According to Ben-Naim, the solubility of small solute molecules is largely dependent on the

work required to form a suitable cavity in the solvent.3,40 In comparison to the cavity term, the solute-

solvent interaction term is quite small.42 The larger the nonpolar solute, as represented by its solvent-

accessible surface area, the more pronounced the effect of hydrophobic hydration. This can be

explained by the cavity term being related to the chance of finding a naturally occurring, transient

cavity of that size in the solvent, which, in turn, is related to the molecular size and the density of the

solvent. Therefore, large cavities are more likely in solvents consisting of large molecules. Water

molecules are among the smallest of all solvent molecules, and, according to the small-size model,

the Gibbs energy cost of opening a cavity of a given size is therefore larger for water than for other

solvents. Water has the smallest molecular size, but also the lowest packing density of all common

solvents, the latter because of the unique hydrogen-bonding network of water (Section 1.1).

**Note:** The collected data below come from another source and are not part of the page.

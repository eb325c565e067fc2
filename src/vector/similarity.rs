use super::types::SparseVector;

/// Squared Euclidean distance between a sparse vector and a dense centroid.
///
/// `centroid_norm_sq` is the centroid's precomputed squared norm.
pub fn squared_distance(vector: &SparseVector, centroid: &[f64], centroid_norm_sq: f64) -> f64 {
    let vector_norm = vector.norm();
    let distance = vector_norm * vector_norm - 2.0 * vector.dot_dense(centroid) + centroid_norm_sq;
    distance.max(0.0)
}
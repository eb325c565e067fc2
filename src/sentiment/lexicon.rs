use lazy_static::lazy_static;
use std::collections::{HashMap, HashSet};

/// Scalar added by an intensifying booster word.
pub const BOOSTER_INCREMENT: f64 = 0.293;
/// Scalar added by a dampening booster word.
pub const BOOSTER_DECREMENT: f64 = -0.293;
/// Extra valence for an emphasized ALL-CAPS word in mixed-case text.
pub const CAPS_INCREMENT: f64 = 0.733;
/// Valence multiplier applied after a negation.
pub const NEGATION_SCALAR: f64 = -0.74;

// Word valences on a -4..4 scale.
const VALENCES: &[(&str, f64)] = &[
    ("abandon", -1.9),
    ("abuse", -3.2),
    ("accelerate", 1.0),
    ("accomplish", 1.8),
    ("accomplished", 1.9),
    ("achieve", 1.3),
    ("achievement", 2.1),
    ("admire", 2.1),
    ("advance", 1.3),
    ("advanced", 1.0),
    ("advantage", 1.0),
    ("afraid", -2.2),
    ("alarm", -1.4),
    ("alarming", -2.0),
    ("amazing", 2.8),
    ("anger", -2.7),
    ("angry", -2.3),
    ("annoying", -1.7),
    ("anxiety", -0.7),
    ("anxious", -1.0),
    ("applaud", 2.0),
    ("attack", -2.1),
    ("attacks", -1.9),
    ("awesome", 3.1),
    ("bad", -2.5),
    ("ban", -2.6),
    ("banned", -2.0),
    ("beautiful", 2.9),
    ("benefit", 2.0),
    ("benefits", 1.6),
    ("best", 3.2),
    ("better", 1.9),
    ("blame", -1.4),
    ("boost", 1.7),
    ("boosts", 1.3),
    ("breach", -1.8),
    ("breakthrough", 2.0),
    ("bright", 1.9),
    ("brilliant", 2.8),
    ("broken", -2.1),
    ("bug", -1.0),
    ("burden", -1.9),
    ("calm", 1.3),
    ("care", 2.2),
    ("catastrophe", -3.4),
    ("celebrate", 2.7),
    ("chaos", -2.7),
    ("cheer", 2.3),
    ("clean", 1.7),
    ("clear", 1.6),
    ("collapse", -2.2),
    ("comfortable", 2.0),
    ("concern", -0.6),
    ("concerned", -1.3),
    ("concerns", -0.6),
    ("confident", 2.2),
    ("conflict", -1.3),
    ("confusion", -1.3),
    ("crash", -1.7),
    ("crisis", -3.1),
    ("critical", -1.3),
    ("criticism", -1.9),
    ("cure", 1.0),
    ("damage", -2.2),
    ("danger", -2.4),
    ("dangerous", -2.1),
    ("dead", -3.3),
    ("death", -2.9),
    ("decline", -1.1),
    ("defeat", -2.0),
    ("delay", -1.3),
    ("delayed", -0.9),
    ("delight", 2.9),
    ("destroy", -2.5),
    ("disaster", -3.1),
    ("disappoint", -2.3),
    ("disappointing", -2.2),
    ("disrupt", -1.0),
    ("doubt", -1.5),
    ("drop", -1.1),
    ("easy", 1.9),
    ("effective", 2.1),
    ("efficient", 1.8),
    ("empower", 1.6),
    ("encourage", 2.3),
    ("encouraging", 2.4),
    ("enjoy", 2.2),
    ("excellent", 2.7),
    ("excited", 1.4),
    ("exciting", 2.2),
    ("fail", -2.5),
    ("failed", -2.3),
    ("failure", -2.3),
    ("fake", -2.1),
    ("fantastic", 2.6),
    ("fear", -2.2),
    ("fears", -1.8),
    ("fine", 0.8),
    ("flaw", -1.4),
    ("fraud", -2.8),
    ("free", 2.3),
    ("fun", 2.3),
    ("gain", 2.0),
    ("gains", 1.8),
    ("glad", 2.0),
    ("good", 1.9),
    ("great", 3.1),
    ("grow", 1.6),
    ("growth", 1.6),
    ("happy", 2.7),
    ("harm", -2.5),
    ("hate", -2.7),
    ("healthy", 1.7),
    ("help", 1.7),
    ("helpful", 1.8),
    ("helps", 1.6),
    ("hope", 1.9),
    ("hopeful", 2.0),
    ("hurt", -2.4),
    ("ideal", 2.4),
    ("illegal", -2.6),
    ("impressive", 2.3),
    ("improve", 1.9),
    ("improved", 2.1),
    ("improvement", 2.0),
    ("improves", 1.8),
    ("improving", 1.8),
    ("innovative", 1.9),
    ("inspire", 2.4),
    ("interesting", 1.7),
    ("kill", -3.7),
    ("lack", -1.3),
    ("lawsuit", -0.9),
    ("leak", -1.4),
    ("lose", -1.7),
    ("loss", -1.3),
    ("losses", -1.7),
    ("love", 3.2),
    ("malicious", -2.5),
    ("miss", -0.6),
    ("mistake", -1.4),
    ("negative", -2.7),
    ("nice", 1.8),
    ("optimistic", 1.3),
    ("outage", -1.5),
    ("pain", -2.3),
    ("panic", -2.3),
    ("perfect", 2.7),
    ("pleased", 1.9),
    ("popular", 1.8),
    ("positive", 2.6),
    ("powerful", 1.8),
    ("praise", 2.6),
    ("problem", -1.7),
    ("problems", -1.7),
    ("profit", 1.9),
    ("progress", 1.8),
    ("promise", 1.3),
    ("promising", 1.7),
    ("protect", 1.6),
    ("proud", 2.1),
    ("recover", 1.6),
    ("reliable", 1.7),
    ("relief", 2.1),
    ("resolve", 1.6),
    ("reward", 2.0),
    ("risk", -1.1),
    ("risks", -1.1),
    ("risky", -0.8),
    ("robust", 1.4),
    ("safe", 1.9),
    ("safer", 1.8),
    ("safety", 1.8),
    ("scam", -2.7),
    ("scandal", -1.9),
    ("scary", -2.2),
    ("secure", 1.4),
    ("severe", -1.6),
    ("shortage", -1.4),
    ("slow", -0.7),
    ("smart", 1.7),
    ("solution", 1.3),
    ("solve", 0.8),
    ("strong", 2.3),
    ("struggle", -1.3),
    ("stuck", -1.0),
    ("succeed", 2.2),
    ("success", 2.7),
    ("successful", 2.8),
    ("suffer", -2.1),
    ("support", 1.7),
    ("surge", 0.4),
    ("terrible", -2.1),
    ("thank", 1.5),
    ("threat", -2.4),
    ("threats", -1.8),
    ("transform", 1.0),
    ("trouble", -1.7),
    ("trust", 2.3),
    ("ugly", -2.3),
    ("unsafe", -2.2),
    ("useful", 1.9),
    ("valuable", 2.1),
    ("victory", 2.8),
    ("vulnerability", -0.9),
    ("vulnerable", -0.9),
    ("warn", -0.4),
    ("warning", -1.4),
    ("weak", -1.9),
    ("win", 2.8),
    ("wins", 2.7),
    ("wonderful", 2.7),
    ("worried", -1.2),
    ("worry", -1.9),
    ("worse", -2.1),
    ("worst", -3.1),
    ("wrong", -2.1),
];

const BOOSTERS: &[(&str, f64)] = &[
    ("absolutely", BOOSTER_INCREMENT),
    ("amazingly", BOOSTER_INCREMENT),
    ("completely", BOOSTER_INCREMENT),
    ("considerably", BOOSTER_INCREMENT),
    ("deeply", BOOSTER_INCREMENT),
    ("enormously", BOOSTER_INCREMENT),
    ("entirely", BOOSTER_INCREMENT),
    ("especially", BOOSTER_INCREMENT),
    ("exceptionally", BOOSTER_INCREMENT),
    ("extremely", BOOSTER_INCREMENT),
    ("fully", BOOSTER_INCREMENT),
    ("greatly", BOOSTER_INCREMENT),
    ("highly", BOOSTER_INCREMENT),
    ("hugely", BOOSTER_INCREMENT),
    ("incredibly", BOOSTER_INCREMENT),
    ("intensely", BOOSTER_INCREMENT),
    ("more", BOOSTER_INCREMENT),
    ("most", BOOSTER_INCREMENT),
    ("particularly", BOOSTER_INCREMENT),
    ("quite", BOOSTER_INCREMENT),
    ("really", BOOSTER_INCREMENT),
    ("remarkably", BOOSTER_INCREMENT),
    ("so", BOOSTER_INCREMENT),
    ("substantially", BOOSTER_INCREMENT),
    ("thoroughly", BOOSTER_INCREMENT),
    ("totally", BOOSTER_INCREMENT),
    ("tremendously", BOOSTER_INCREMENT),
    ("unbelievably", BOOSTER_INCREMENT),
    ("utterly", BOOSTER_INCREMENT),
    ("very", BOOSTER_INCREMENT),
    ("almost", BOOSTER_DECREMENT),
    ("barely", BOOSTER_DECREMENT),
    ("hardly", BOOSTER_DECREMENT),
    ("kinda", BOOSTER_DECREMENT),
    ("less", BOOSTER_DECREMENT),
    ("little", BOOSTER_DECREMENT),
    ("marginally", BOOSTER_DECREMENT),
    ("occasionally", BOOSTER_DECREMENT),
    ("partly", BOOSTER_DECREMENT),
    ("scarcely", BOOSTER_DECREMENT),
    ("slightly", BOOSTER_DECREMENT),
    ("somewhat", BOOSTER_DECREMENT),
];

const NEGATIONS: &[&str] = &[
    "aint", "arent", "cannot", "cant", "couldnt", "darent", "didnt", "doesnt", "dont", "hadnt",
    "hasnt", "havent", "isnt", "mightnt", "mustnt", "neither", "never", "none", "nope", "nor",
    "not", "nothing", "nowhere", "shouldnt", "wasnt", "werent", "without", "wont", "wouldnt",
];

lazy_static! {
    static ref LEXICON: HashMap<&'static str, f64> = VALENCES.iter().copied().collect();
    static ref BOOSTER_DICT: HashMap<&'static str, f64> = BOOSTERS.iter().copied().collect();
    static ref NEGATION_SET: HashSet<&'static str> = NEGATIONS.iter().copied().collect();
}

/// Valence of a lowercased word, if it carries sentiment.
pub fn valence(word: &str) -> Option<f64> {
    LEXICON.get(word).copied()
}

/// Booster scalar of a lowercased word, if it intensifies or dampens.
pub fn booster(word: &str) -> Option<f64> {
    BOOSTER_DICT.get(word).copied()
}

/// Whether a lowercased word negates what follows.
pub fn is_negation(word: &str) -> bool {
    let stripped: String = word.chars().filter(|c| *c != '\'').collect();
    NEGATION_SET.contains(stripped.as_str()) || word.contains("n't")
}

#[cfg(test)]
mod tests {
    use super::*;

    #[test]
    fn test_lookups() {
        assert_eq!(valence("great"), Some(3.1));
        assert_eq!(valence("processor"), None);
        assert_eq!(booster("very"), Some(BOOSTER_INCREMENT));
        assert_eq!(booster("slightly"), Some(BOOSTER_DECREMENT));
    }

    #[test]
    fn test_negations() {
        assert!(is_negation("not"));
        assert!(is_negation("don't"));
        assert!(is_negation("shouldn't"));
        assert!(!is_negation("note"));
    }
}
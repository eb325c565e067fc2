use anyhow::{bail, Context, Result};
use serde::{Deserialize, Serialize};
use std::fs;
use std::path::Path;
use tracing::{info, warn};

use crate::TARGET_PIPELINE;

/// Weights blended into a topic's relevance score.
#[derive(Debug, Clone, PartialEq, Serialize, Deserialize)]
#[serde(default)]
pub struct RelevanceWeights {
    pub count: f64,
    pub sentiment: f64,
    pub recency: f64,
    pub diversity: f64,
}

impl Default for RelevanceWeights {
    fn default() -> Self {
        Self {
            count: 0.25,
            sentiment: 0.20,
            recency: 0.35,
            diversity: 0.20,
        }
    }
}

impl RelevanceWeights {
    pub fn total(&self) -> f64 {
        self.count + self.sentiment + self.recency + self.diversity
    }
}

/// Article synthesis settings.
#[derive(Debug, Clone, PartialEq, Serialize, Deserialize)]
#[serde(default)]
pub struct SynthesisConfig {
    /// Category used when no classification term matches.
    pub default_category: String,
    /// Seeds title and meta-description template choice; drawn once per run when absent.
    pub template_seed: Option<u64>,
    pub llm_timeout_secs: u64,
    pub llm_max_tokens: u32,
    /// Topics synthesized at once.
    pub concurrency: usize,
}

impl Default for SynthesisConfig {
    fn default() -> Self {
        Self {
            default_category: "technology_ai".to_string(),
            template_seed: None,
            llm_timeout_secs: 60,
            llm_max_tokens: 500,
            concurrency: 4,
        }
    }
}

#[derive(Debug, Clone, PartialEq, Serialize, Deserialize)]
#[serde(default)]
pub struct PipelineConfig {
    pub min_articles_per_topic: usize,
    pub max_articles_per_topic: usize,
    pub min_topic_relevance: f64,
    pub max_topics: usize,
    pub min_df: usize,
    pub max_df: f64,
    pub max_vocabulary: usize,
    pub dominant_term_count: usize,
    pub relevance_weights: RelevanceWeights,
    pub recency_window_days: f64,
    pub diversity_saturation: usize,
    pub kmeans_seed: u64,
    pub synthesis: SynthesisConfig,
}

impl Default for PipelineConfig {
    fn default() -> Self {
        Self {
            min_articles_per_topic: 3,
            max_articles_per_topic: 15,
            min_topic_relevance: 0.5,
            max_topics: 10,
            min_df: 2,
            max_df: 0.8,
            max_vocabulary: 5000,
            dominant_term_count: 20,
            relevance_weights: RelevanceWeights::default(),
            recency_window_days: 7.0,
            diversity_saturation: 5,
            kmeans_seed: 42,
            synthesis: SynthesisConfig::default(),
        }
    }
}

impl PipelineConfig {
    /// Loads a JSON configuration file; any omitted field keeps its default.
    ///
    /// A missing file is not an error: defaults are used and a warning logged.
    pub fn load(path: Option<&Path>) -> Result<Self> {
        let config = match path {
            Some(path) if path.exists() => {
                let raw = fs::read_to_string(path)
                    .with_context(|| format!("Failed to read config file {}", path.display()))?;
                let config: PipelineConfig = serde_json::from_str(&raw)
                    .with_context(|| format!("Failed to parse config file {}", path.display()))?;
                info!(target: TARGET_PIPELINE, "Loaded pipeline configuration from {}", path.display());
                config
            }
            Some(path) => {
                warn!(
                    target: TARGET_PIPELINE,
                    "Config file not found at {}. Using default configuration.",
                    path.display()
                );
                PipelineConfig::default()
            }
            None => PipelineConfig::default(),
        };

        config.validate()?;
        Ok(config)
    }

    /// Rejects configurations the pipeline cannot run with.
    pub fn validate(&self) -> Result<()> {
        if self.max_topics == 0 {
            bail!("max_topics must be greater than 0");
        }
        if self.min_articles_per_topic == 0 {
            bail!("min_articles_per_topic must be greater than 0");
        }
        if self.min_articles_per_topic > self.max_articles_per_topic {
            bail!(
                "min_articles_per_topic ({}) exceeds max_articles_per_topic ({})",
                self.min_articles_per_topic,
                self.max_articles_per_topic
            );
        }
        if !(self.max_df > 0.0 && self.max_df <= 1.0) {
            bail!("max_df must be in (0, 1], got {}", self.max_df);
        }
        if self.min_df == 0 {
            bail!("min_df must be at least 1");
        }
        if self.max_vocabulary == 0 {
            bail!("max_vocabulary must be greater than 0");
        }
        if !(0.0..=1.0).contains(&self.min_topic_relevance) {
            bail!(
                "min_topic_relevance must be in [0, 1], got {}",
                self.min_topic_relevance
            );
        }

        let weights = &self.relevance_weights;
        if [weights.count, weights.sentiment, weights.recency, weights.diversity]
            .iter()
            .any(|w| *w < 0.0 || !w.is_finite())
        {
            bail!("relevance weights must be non-negative");
        }
        if weights.total() > 1.0 + 1e-9 {
            bail!("relevance weights sum to {:.3}, above 1.0", weights.total());
        }

        if !(self.recency_window_days > 0.0) {
            bail!("recency_window_days must be positive");
        }
        if self.diversity_saturation == 0 {
            bail!("diversity_saturation must be greater than 0");
        }
        if self.synthesis.concurrency == 0 {
            bail!("synthesis.concurrency must be greater than 0");
        }

        Ok(())
    }
}

#[cfg(test)]
mod tests {
    use super::*;
    use std::io::Write;

    #[test]
    fn test_defaults_are_valid() {
        let config = PipelineConfig::default();
        assert!(config.validate().is_ok());
        assert_eq!(config.min_articles_per_topic, 3);
        assert_eq!(config.max_articles_per_topic, 15);
        assert_eq!(config.max_topics, 10);
        assert_eq!(config.synthesis.default_category, "technology_ai");
        assert!((config.relevance_weights.total() - 1.0).abs() < 1e-9);
    }

    #[test]
    fn test_partial_json_keeps_defaults() {
        let config: PipelineConfig =
            serde_json::from_str(r#"{"max_topics": 3, "synthesis": {"template_seed": 7}}"#)
                .unwrap();
        assert_eq!(config.max_topics, 3);
        assert_eq!(config.min_df, 2);
        assert_eq!(config.synthesis.template_seed, Some(7));
        assert_eq!(config.synthesis.llm_max_tokens, 500);
    }

    #[test]
    fn test_validate_rejects_invalid_values() {
        let cases: [fn(&mut PipelineConfig); 15] = [
            |c: &mut PipelineConfig| c.max_topics = 0,
            |c: &mut PipelineConfig| c.min_articles_per_topic = 0,
            |c: &mut PipelineConfig| c.min_articles_per_topic = 20,
            |c: &mut PipelineConfig| c.max_df = 0.0,
            |c: &mut PipelineConfig| c.max_df = 1.5,
            |c: &mut PipelineConfig| c.min_df = 0,
            |c: &mut PipelineConfig| c.max_vocabulary = 0,
            |c: &mut PipelineConfig| c.min_topic_relevance = f64::NAN,
            |c: &mut PipelineConfig| c.min_topic_relevance = 1.5,
            |c: &mut PipelineConfig| c.min_topic_relevance = -0.1,
            |c: &mut PipelineConfig| c.relevance_weights.count = -0.1,
            |c: &mut PipelineConfig| c.relevance_weights.recency = 0.9,
            |c: &mut PipelineConfig| c.recency_window_days = 0.0,
            |c: &mut PipelineConfig| c.diversity_saturation = 0,
            |c: &mut PipelineConfig| c.synthesis.concurrency = 0,
        ];

        for mutate in cases {
            let mut config = PipelineConfig::default();
            mutate(&mut config);
            assert!(config.validate().is_err(), "accepted {:?}", config);
        }
    }

    #[test]
    fn test_load_missing_file_uses_defaults() {
        let path = std::env::temp_dir().join("topic-forge-no-such-config.json");
        let config = PipelineConfig::load(Some(&path)).unwrap();
        assert_eq!(config, PipelineConfig::default());
    }

    #[test]
    fn test_load_rejects_invalid_file() {
        let path = std::env::temp_dir().join(format!(
            "topic-forge-invalid-config-{}.json",
            std::process::id()
        ));
        let mut file = fs::File::create(&path).unwrap();
        file.write_all(br#"{"max_topics": 0}"#).unwrap();

        let result = PipelineConfig::load(Some(&path));
        fs::remove_file(&path).ok();
        assert!(result.is_err());
    }
}
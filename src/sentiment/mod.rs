//! Lexicon and rule based polarity scoring (VADER-style) for short news text.

mod lexicon;

pub use lexicon::{booster, is_negation, valence};

use lexicon::{CAPS_INCREMENT, NEGATION_SCALAR};
use serde::Serialize;

/// Approximates the maximum expected compound sum when normalizing.
const NORMALIZATION_ALPHA: f64 = 15.0;
const EXCLAMATION_INCREMENT: f64 = 0.292;
const QUESTION_INCREMENT: f64 = 0.18;

/// Polarity scores of one text. `compound` lies in `[-1, 1]`; the other three
/// are proportions summing to roughly one.
#[derive(Debug, Clone, Copy, Default, PartialEq, Serialize)]
pub struct SentimentScores {
    pub compound: f64,
    pub positive: f64,
    pub negative: f64,
    pub neutral: f64,
}

struct Token<'a> {
    word: &'a str,
    lower: String,
}

pub fn polarity_scores(text: &str) -> SentimentScores {
    let tokens: Vec<Token> = text
        .split_whitespace()
        .map(|raw| raw.trim_matches(|c: char| !c.is_alphanumeric() && c != '\''))
        .filter(|word| word.chars().count() > 1)
        .map(|word| Token {
            word,
            lower: word.to_lowercase(),
        })
        .collect();

    let caps_differ = caps_differential(&tokens);
    let mut sentiments: Vec<f64> = (0..tokens.len())
        .map(|i| token_valence(&tokens, i, caps_differ))
        .collect();

    apply_but_rule(&tokens, &mut sentiments);
    score_valence(&sentiments, text)
}

/// True when some, but not all, words are shouted in capitals.
fn caps_differential(tokens: &[Token]) -> bool {
    let shouted = tokens.iter().filter(|t| is_all_caps(t.word)).count();
    shouted > 0 && shouted < tokens.len()
}

fn is_all_caps(word: &str) -> bool {
    word.chars().any(char::is_alphabetic) && !word.chars().any(char::is_lowercase)
}

fn token_valence(tokens: &[Token], i: usize, caps_differ: bool) -> f64 {
    let token = &tokens[i];
    if booster(&token.lower).is_some() {
        return 0.0;
    }
    let Some(mut value) = valence(&token.lower) else {
        return 0.0;
    };

    if caps_differ && is_all_caps(token.word) {
        value += CAPS_INCREMENT.copysign(value);
    }

    for distance in 1..=3 {
        if i < distance {
            break;
        }
        let previous = &tokens[i - distance];
        if valence(&previous.lower).is_none() {
            let mut scalar = booster_scalar(previous, value, caps_differ);
            if distance == 2 {
                scalar *= 0.95;
            } else if distance == 3 {
                scalar *= 0.9;
            }
            value += scalar;
        }
        value = negation_check(tokens, i, distance, value);
    }

    value
}

fn booster_scalar(token: &Token, value: f64, caps_differ: bool) -> f64 {
    let Some(mut scalar) = booster(&token.lower) else {
        return 0.0;
    };
    if value < 0.0 {
        scalar = -scalar;
    }
    if caps_differ && is_all_caps(token.word) {
        scalar += CAPS_INCREMENT.copysign(value);
    }
    scalar
}

fn negation_check(tokens: &[Token], i: usize, distance: usize, value: f64) -> f64 {
    let word_at = |d: usize| tokens[i - d].lower.as_str();
    let negator = word_at(distance);

    if distance > 1 && negator == "never" {
        let emphasised = (1..distance).any(|d| matches!(word_at(d), "so" | "this"));
        if emphasised {
            return value * 1.25;
        }
    }
    if distance > 1 && negator == "without" && word_at(distance - 1) == "doubt" {
        return value;
    }
    if is_negation(negator) {
        return value * NEGATION_SCALAR;
    }
    value
}

/// Sentiment before "but" is dampened and sentiment after it emphasized.
fn apply_but_rule(tokens: &[Token], sentiments: &mut [f64]) {
    let Some(but) = tokens.iter().position(|t| t.lower == "but") else {
        return;
    };
    for (index, sentiment) in sentiments.iter_mut().enumerate() {
        if index < but {
            *sentiment *= 0.5;
        } else if index > but {
            *sentiment *= 1.5;
        }
    }
}

fn punctuation_emphasis(text: &str) -> f64 {
    let exclamations = text.matches('!').count().min(4) as f64;
    let questions = text.matches('?').count();
    let question_emphasis = match questions {
        0 | 1 => 0.0,
        2 | 3 => questions as f64 * QUESTION_INCREMENT,
        _ => 0.96,
    };
    exclamations * EXCLAMATION_INCREMENT + question_emphasis
}

fn normalize(score: f64) -> f64 {
    (score / (score * score + NORMALIZATION_ALPHA).sqrt()).clamp(-1.0, 1.0)
}

fn round_to(value: f64, places: i32) -> f64 {
    let factor = 10f64.powi(places);
    (value * factor).round() / factor
}

fn score_valence(sentiments: &[f64], text: &str) -> SentimentScores {
    if sentiments.is_empty() {
        return SentimentScores::default();
    }

    let emphasis = punctuation_emphasis(text);
    let mut sum: f64 = sentiments.iter().sum();
    if sum > 0.0 {
        sum += emphasis;
    } else if sum < 0.0 {
        sum -= emphasis;
    }
    let compound = normalize(sum);

    let mut positive_sum = 0.0;
    let mut negative_sum = 0.0;
    let mut neutral_count = 0.0;
    for sentiment in sentiments {
        if *sentiment > 0.0 {
            positive_sum += sentiment + 1.0;
        } else if *sentiment < 0.0 {
            negative_sum += sentiment - 1.0;
        } else {
            neutral_count += 1.0;
        }
    }
    if positive_sum > negative_sum.abs() {
        positive_sum += emphasis;
    } else if positive_sum < negative_sum.abs() {
        negative_sum -= emphasis;
    }

    let total = positive_sum + negative_sum.abs() + neutral_count;
    SentimentScores {
        compound: round_to(compound, 4),
        positive: round_to((positive_sum / total).abs(), 3),
        negative: round_to((negative_sum / total).abs(), 3),
        neutral: round_to((neutral_count / total).abs(), 3),
    }
}

#[cfg(test)]
mod tests {
    use super::*;

    #[test]
    fn test_neutral_text() {
        let scores = polarity_scores("The company released its quarterly report");
        assert_eq!(scores.compound, 0.0);
        assert_eq!(scores.neutral, 1.0);
        assert_eq!(scores.positive, 0.0);
    }

    #[test]
    fn test_single_positive_word() {
        let scores = polarity_scores("Doctors improve diagnosis");
        // 1.9 / sqrt(1.9^2 + 15)
        assert!((scores.compound - 0.4404).abs() < 1e-4);
        assert!(scores.positive > scores.negative);
    }

    #[test]
    fn test_negation_flips_polarity() {
        let plain = polarity_scores("The launch was good");
        let negated = polarity_scores("The launch was not good");
        assert!(plain.compound > 0.0);
        assert!(negated.compound < 0.0);
    }

    #[test]
    fn test_booster_intensifies() {
        let plain = polarity_scores("The results were good");
        let boosted = polarity_scores("The results were very good");
        assert!(boosted.compound > plain.compound);
    }

    #[test]
    fn test_caps_and_exclamation_emphasis() {
        let plain = polarity_scores("The new chip is great");
        let shouted = polarity_scores("The new chip is GREAT!!");
        assert!(shouted.compound > plain.compound);
    }

    #[test]
    fn test_but_shifts_weight() {
        let scores = polarity_scores("The rollout was slow but the results are excellent");
        assert!(scores.compound > 0.0);
    }

    #[test]
    fn test_negative_text() {
        let scores = polarity_scores("Ransomware attack causes outage and data breach at hospital");
        assert!(scores.compound < -0.05);
        assert!(scores.negative > scores.positive);
    }

    #[test]
    fn test_empty_text() {
        assert_eq!(polarity_scores(""), SentimentScores::default());
    }

    #[test]
    fn test_proportions_sum_to_one() {
        let scores = polarity_scores("Great progress, but serious risks remain for security teams");
        let total = scores.positive + scores.negative + scores.neutral;
        assert!((total - 1.0).abs() < 0.01);
    }
}
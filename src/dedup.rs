use std::collections::HashSet;
use tracing::{debug, warn};

use crate::article::Article;
use crate::TARGET_PIPELINE;

/// Removes articles without a URL and repeated URLs, keeping the first
/// occurrence and the input order.
pub fn dedupe(articles: &[Article]) -> Vec<Article> {
    let mut seen_urls: HashSet<&str> = HashSet::new();
    let mut unique = Vec::with_capacity(articles.len());

    for article in articles {
        let url = article.url.trim();
        if url.is_empty() {
            warn!(target: TARGET_PIPELINE, "Dropping article without URL: {:?}", article.title);
            continue;
        }

        if !seen_urls.insert(url) {
            debug!(target: TARGET_PIPELINE, "Skipping duplicate article: {}", url);
            continue;
        }

        unique.push(article.clone());
    }

    unique
}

It was suggested by Lee that the low solubility of nonpolar solutes in water stems from the

fact that water molecules are small in size (in comparison to most organic solvents), rather than from

their capability to form hydrogen bonds.63 This small size would lead to small interstitial spaces

available in water, and thereby a smaller chance that a large cavity is formed. The hydrogen bonds,

on the other hand, would aid the dissolution process by decreasing the density of water, which leads

to larger interstitial spaces.64 Calculations on a reference liquid with the same molecular size and

bulk density as the model water liquid TIP4P but devoid of hydrogen bonding capability affirm this

hypothesis. The Gibbs energy cost of forming a given-sized cavity in this reference liquid is similar

to that in TIP4P water, indicating that the bulk density and not the presence of hydrogen bonds

determines the energetic cost of forming a cavity.51,58 For both this Lennard- Jones liquid and water,

opening a cavity to bring together many small packets of free volume into a single larger cavity,

leads to an entropy cost.

The unfavourable cavity term contribution to the Gibbs energy is derived from a decreased

number of solvent microstates associated with the larger cavities and this work is not compensated

for by strong solute-water interactions, which are present for soluble compounds such as salts,

sugars and alcohols. There is no simple analogue in terms of the number of hydrogen bond

interactions or specific clathrate structures for this entropic phenomenon.51 The origin of this effect is

intrinsically geometrical and entropic; it bears no direct relation to the formation and breakage of

hydrogen bonds.45 An energy increase with increasing temperature causes a breakdown of some of

the hydrogen bonds, which then promotes a more efficient packing of molecules.63 Since the chance

of forming a cavity fluctuates primarily with the volume, this mechanism keeps the energy of cavity

formation rather independent of temperature.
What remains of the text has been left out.